La prima cosa che non va è evidentissima: **Salvini** **non è** **Berlusconi**. Il Cavaliere poté fare il Giovanni Battista del centrodestra sia perché la sua **Forza Italia** volle essere da subito l’erede liberale della Dc, sia perché i tempi, i luoghi e i modi erano diversi dal teatro europeo e mondiale sul quale il ministro delle Infrastrutture si muove come un elefante in un negozio di cristalleria. **Ma a essere diversi non sono soltanto il** ‘**federatore**’ **e lo scenario ma anche i federati**. Infatti, non solo le destre estreme francese e tedesca non sembrano che muoiano dalla voglia di farsi sdoganare, ma soprattutto **né** **Tajani** **né** **Meloni** **sono interessati a un pasticcio nazionalista in chiave europea-antieuropea**. Il presidente di Forza Italia non legherebbe mai il Ppe ai voti di Marine Le Pen e il capo del governo italiano ha dato prova di credere a un sentimento nazionale che non sia in contrasto con l’Europa ma che proprio in Europa trova il suo compimento. **La partita di Salvini**, dunque, non soltanto è diversa ma è perfino giocata con parole, concetti, ideali che nel passaggio dal piano nazionale a quello europeo o cambiano significato e valore – diventando trasformismo della peggior specie – o non cambiano e, allora, la mettono in fuorigioco.

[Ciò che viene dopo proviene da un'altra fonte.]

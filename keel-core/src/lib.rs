//! Keel Core
//!
//! Core types for the Keel build execution engine.
//!
//! This crate contains:
//! - Domain types: the job description handed over by a scheduler, the
//!   build lifecycle state and the terminal build report

pub mod domain;
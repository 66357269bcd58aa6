//! Service layer
//!
//! Services contain the build logic of the runner: the orchestrator that
//! drives a job through its lifecycle, and the trace sink it writes to.
//!
//! Both are trait-based to enable testing and embedding.

mod execution;
mod trace;

// Re-export traits
pub use execution::ExecutionService;
pub use trace::OutputSink;

// Re-export implementations
pub use execution::BuildOrchestrator;
pub use trace::InMemoryTrace;
//! Ordinal risk levels and the aggregation rule
//!
//! Two or more independent high-severity detections are treated as
//! categorically worse than one - independent signals are strong joint
//! evidence. Warnings never contribute: they are audit visibility only.

use serde::{Deserialize, Serialize};
use std::cmp::Ordering;
use strum_macros::{Display, EnumString};

use reliefguard_detector::{Flag, Severity, Warning};

/// Risk level - ordered from lowest to highest
#[derive(
    Debug, Clone, Copy, PartialEq, Eq, Hash, Serialize, Deserialize, Display, EnumString,
)]
#[serde(rename_all = "snake_case")]
#[strum(serialize_all = "snake_case")]
pub enum RiskLevel {
    Low = 1,
    Medium = 2,
    High = 3,
    Critical = 4,
}

impl PartialOrd for RiskLevel {
    fn partial_cmp(&self, other: &Self) -> Option<Ordering> {
        Some(self.cmp(other))
    }
}

impl Ord for RiskLevel {
    fn cmp(&self, other: &Self) -> Ordering {
        (*self as u8).cmp(&(*other as u8))
    }
}

impl Default for RiskLevel {
    fn default() -> Self {
        RiskLevel::Low
    }
}

/// Combine a flag/warning set into one risk level.
///
/// - `Critical`: two or more high-severity flags
/// - `High`: exactly one high-severity flag
/// - `Medium`: at least one medium flag and no high flags
/// - `Low`: otherwise, regardless of warning count
pub fn calculate_risk_level(flags: &[Flag], _warnings: &[Warning]) -> RiskLevel {
    let high = flags.iter().filter(|f| f.severity == Severity::High).count();
    if high >= 2 {
        return RiskLevel::Critical;
    }
    if high == 1 {
        return RiskLevel::High;
    }
    if flags.iter().any(|f| f.severity == Severity::Medium) {
        return RiskLevel::Medium;
    }
    RiskLevel::Low
}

**Purtroppo**, **però**, **non è una novità**. **Salvini l’alleato**, **infatti**, **non ne ha mai combinata una buona**. Si ricorderà che fu proprio lui a mettere da parte il centrodestra italiano, che ora a parole elegge a modello di riferimento, per formare il governo con il M5S e mettere al mondo il peggior esecutivo della storia repubblicana: il [Conte](https://laragione.eu/litalia-de-la-ragione/societa/il-contrappasso-di-conte/) **I**. Si ricorderà ancora che fu lui, dopo il voto europeo, a mollare lo stesso **Conte I** per provare a correre da solo sulle ali del vento, che andarono a battere contro l’intuito politico dell’altro **Matteo** ([Renzi](https://laragione.eu/life/editoria/matteo-renzi-cambia-vita-nuovo-direttore-de-il-riformista/)) che creò quasi per partenogenesi il **Conte II**. E ancora: **la politica estera di Salvini è**, per usare un eufemismo, **ambigua mentre l’Italia ha bisogno di essere ferma su chiare posizioni atlantiste**.

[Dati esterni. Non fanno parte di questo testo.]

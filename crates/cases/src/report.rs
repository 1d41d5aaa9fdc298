//! Fraud report data structures and the closed transition table

use chrono::{DateTime, Utc};
use serde::{Deserialize, Serialize};
use serde_json::Value;
use strum_macros::{Display, EnumString};

use reliefguard_core::EntityType;
use reliefguard_risk::RiskLevel;

/// Status of a fraud report.
///
/// The transition table is closed: [`ReportStatus::can_transition`] is the
/// single source of truth, and the manager refuses anything outside it.
#[derive(
    Debug, Clone, Copy, PartialEq, Eq, Hash, Serialize, Deserialize, Display, EnumString,
)]
#[serde(rename_all = "snake_case")]
#[strum(serialize_all = "snake_case")]
pub enum ReportStatus {
    /// Submitted, awaiting assignment
    Pending,
    /// Assigned to an investigator
    UnderInvestigation,
    /// Elevated handling (high/critical severity or insufficient authority)
    Escalated,
    /// Closed with a decision and resolution notes
    Resolved,
    /// Closed without action, with a reason
    Dismissed,
}

impl ReportStatus {
    /// Is `self -> to` in the transition table?
    pub fn can_transition(self, to: ReportStatus) -> bool {
        use ReportStatus::*;
        matches!(
            (self, to),
            (Pending, UnderInvestigation)
                | (Pending, Escalated)
                | (Pending, Dismissed)
                | (UnderInvestigation, Escalated)
                | (UnderInvestigation, Resolved)
                | (UnderInvestigation, Dismissed)
                | (Escalated, Resolved)
                | (Escalated, Dismissed)
        )
    }

    /// Terminal states are retained for audit and never move again
    pub fn is_terminal(self) -> bool {
        matches!(self, ReportStatus::Resolved | ReportStatus::Dismissed)
    }
}

/// What kind of misconduct the report alleges
#[derive(
    Debug, Clone, Copy, PartialEq, Eq, Hash, Serialize, Deserialize, Display, EnumString,
)]
#[serde(rename_all = "snake_case")]
#[strum(serialize_all = "snake_case")]
pub enum ReportType {
    FundMisuse,
    FakeVendor,
    IdentityTheft,
    /// Default for auto-generated reports from the evaluation pipeline
    SuspiciousActivity,
    Other,
}

/// A fraud report case record
///
/// Created on submission (manual or auto-flag); mutated only through the
/// manager's state transitions; never deleted.
#[derive(Debug, Clone, Serialize, Deserialize)]
pub struct FraudReport {
    /// Human-readable sequential id, e.g. `FR-2024-001`
    pub report_id: String,
    /// Entity the report is filed against
    pub reported_entity: String,
    pub entity_type: EntityType,
    pub report_type: ReportType,
    /// Shares the risk-level vocabulary of the evaluation pipeline
    pub severity: RiskLevel,
    pub status: ReportStatus,
    pub assigned_investigator: Option<String>,
    pub description: String,
    /// Evidence trail, appended during investigation
    pub evidence: Vec<Value>,
    /// Investigation notes, appended during investigation
    pub investigation_notes: Vec<String>,
    pub is_anonymous: bool,
    /// For anonymous reports: sha256 of the reporter identity. The identity
    /// itself is suppressed, the hash keeps an internal audit reference.
    pub reporter_ref: Option<String>,
    pub created_at: DateTime<Utc>,
    pub resolved_at: Option<DateTime<Utc>>,
    pub resolution_notes: Option<String>,
}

Insomma, ce n’è quanto basta per capire che **proprio il centrodestra italiano non può incamminarsi sulla strada indicata da Salvini** **che**, peraltro e in modo anche troppo palese, **usa la politica europea a fini di politica interna di partito**. Ecco perché **la posizione realistica di Tajani** non è né rinunciataria né eccessivamente prudente ma è proprio realistica perché esprime la consapevolezza che il ‘centro’ liberale, cristiano, atlantista è decisivo per l’esistenza della stessa Europa e del centrodestra italiano. **Si tratta di un rapporto inverso rispetto a quello ipotizzato confusamente da Salvini**: non è l’Europa che si basa sul centrodestra italiano ma è il centrodestra italiano che si fonda sull’Europa. **L’alleato Salvini** **soffre un po’ troppo la crescita del partito della presidente del Consiglio**, ma non recupererà voti spostandosi a destra della destra italiana, che è cosa diversa dai nazionalismi continentali.